O trabalho feminino tem sido visto como causa de mudanças na formação e formato das famílias. Porém, alguns estudos sociais afirmam que não há certeza quanto aos benefícios do trabalho feminino para as mulheres (Arriagada, 1997; Fonseca, 2000). Para alguns, ele aumenta o poder de barganha na relação familiar. Para outros, como ele se acumula com o trabalho doméstico, reduz a autonomia da mulher, pois se torna sobrecarga de trabalho, somada à pressão por desempenho, por atender padrões estéticos (jovem e magra), ser simpática e agradável, evitar conflitos, cuidar bem dos filhos (pois geralmente o produto final dessa educação é atribuído às mães), cuidar bem dos pacientes, ser cidadã consciente, reciclar lixo, ser politicamente correta, sexualmente ativa e ter prazer. 

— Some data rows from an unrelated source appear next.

//! Stealth Fetch Pool: a fixed set of headless browser sessions serving
//! `fetch(url, selector)` requests.

pub mod error;
mod extract;
mod postprocess;

use std::sync::Arc;
use std::time::Duration;

use tracing::{debug, warn};

use crate::browser_pool::{BrowserPool, BrowserPoolConfig};
pub use error::FetchError;
pub use extract::Links;
pub use postprocess::{contains_not_found_phrase, post_process};

/// Result of a single fetch.
#[derive(Debug, Clone)]
pub struct FetchResult {
    pub text: String,
    pub links: Links,
    pub not_found: bool,
}

/// Tunables for the fetch pool, sourced from [`crate::config::Config`].
#[derive(Debug, Clone)]
pub struct FetchPoolConfig {
    pub pool_size: usize,
    pub headless: bool,
    pub delay_before_return: Duration,
    pub page_timeout: Duration,
    pub max_retries: u32,
}

/// Fixed-size pool of stealth browser sessions.
pub struct FetchPool {
    browsers: Arc<BrowserPool>,
    config: FetchPoolConfig,
}

impl FetchPool {
    /// Build and pre-warm the pool. Must be called once at startup.
    pub async fn start(config: FetchPoolConfig) -> anyhow::Result<Self> {
        let browsers = BrowserPool::new(BrowserPoolConfig {
            pool_size: config.pool_size,
            headless: config.headless,
            ..BrowserPoolConfig::default()
        });
        browsers.start().await?;
        Ok(Self { browsers, config })
    }

    pub async fn shutdown(&self) -> anyhow::Result<()> {
        self.browsers.shutdown().await
    }

    /// Fetch `url`, optionally restricting extraction to `selector`.
    ///
    /// Permanent session errors evict and relaunch the session, then retry
    /// on a fresh one. Transient errors retry the same request against a
    /// (possibly different) pooled session. Bounded at `max_retries` beyond
    /// the first attempt.
    pub async fn fetch(&self, url: &str, selector: Option<&str>) -> Result<FetchResult, FetchError> {
        let mut last_err = FetchError::Transient("not attempted".to_string());

        for attempt in 0..=self.config.max_retries {
            match self.try_fetch_once(url, selector).await {
                Ok(result) => return Ok(result),
                Err(err) => {
                    if err.is_permanent() {
                        warn!(url, attempt, "permanent fetch error, session evicted: {err}");
                    } else {
                        debug!(url, attempt, "transient fetch error, retrying: {err}");
                    }
                    last_err = err;
                }
            }
        }

        Err(FetchError::RetriesExhausted {
            url: url.to_string(),
            attempts: self.config.max_retries + 1,
            last: last_err.to_string(),
        })
    }

    async fn try_fetch_once(&self, url: &str, selector: Option<&str>) -> Result<FetchResult, FetchError> {
        let guard = self
            .browsers
            .acquire()
            .await
            .map_err(|e| FetchError::classify(&e.to_string()))?;

        let browser = guard.browser();
        let nav = async {
            let page = browser
                .new_page("about:blank")
                .await
                .map_err(|e| e.to_string())?;
            page.goto(url).await.map_err(|e| e.to_string())?;
            page.wait_for_navigation()
                .await
                .map_err(|e| e.to_string())?;

            tokio::time::sleep(self.config.delay_before_return).await;

            let html = page.content().await.map_err(|e| e.to_string())?;
            let _ = page.close().await;
            Ok::<String, String>(html)
        };

        let html = match tokio::time::timeout(self.config.page_timeout, nav).await {
            Ok(Ok(html)) => html,
            Ok(Err(msg)) => {
                let err = FetchError::classify(&msg);
                if err.is_permanent() {
                    self.browsers.evict_and_replace(guard.take_for_eviction()).await;
                }
                return Err(err);
            }
            Err(_) => {
                // Navigation timeout is always transient.
                return Err(FetchError::Transient(format!(
                    "navigation timeout after {:?}",
                    self.config.page_timeout
                )));
            }
        };

        let not_found = contains_not_found_phrase(&html);
        let (raw_text, links) = extract::extract(&html, url, selector);
        let text = post_process(&raw_text);

        Ok(FetchResult { text, links, not_found })
    }
}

Haja calmante, antidepressivos, ioga, reza, meditação e tudo mais para aguentarmos. A OMS alerta para o aumento expressivo de mulheres dependentes de álcool, tabaco, tranquilizantes, remédios para emagrecer, além de hipertensão, diabetes, obesidade, patologias cardíacas e transtornos mentais. Se a mulher exerce papel social de cuidadora, quem assumirá esse papel se ela adoecer física, mental ou espiritualmente?

A bioética feminista reflete acerca de condições que aprisionam homens e mulheres em papéis sociais desiguais, causando sofrimento e injustiça. Por si só, a bioética não é capaz de transformar o cotidiano, mas pode contribuir para desnudar a consciência, visando, por meio da razão e da reflexão, eliminar padrões de comportamento arcaico, que disseminam dor, sofrimento, adoecimento e morte prematura de pessoas. Assim, homens e mulheres podem, juntos, construir novos padrões sociais que levem prosperidade, harmonia e justiça para as gerações vindouras.

 

Luciana Moura Covre
Ginecologista e obstetra, 1ª secretária do CRM-MS e membro da Sociedade Brasileira de Bioética.

(1) As idéias desenvolvidas neste artigo foram inicialmente apresentadas nos estudos da Antropóloga e Doutora em Bioética Dora Porto, membro do Comitê Assessor Redebioética/UNESCO.

1- Melo, HP: A invisibilidade do trabalho Feminino. In: Choinak L; Aposentadoria: direito das donas de casa. Brasília Centro de documentação e informação da Câmara dos Deputados 2002.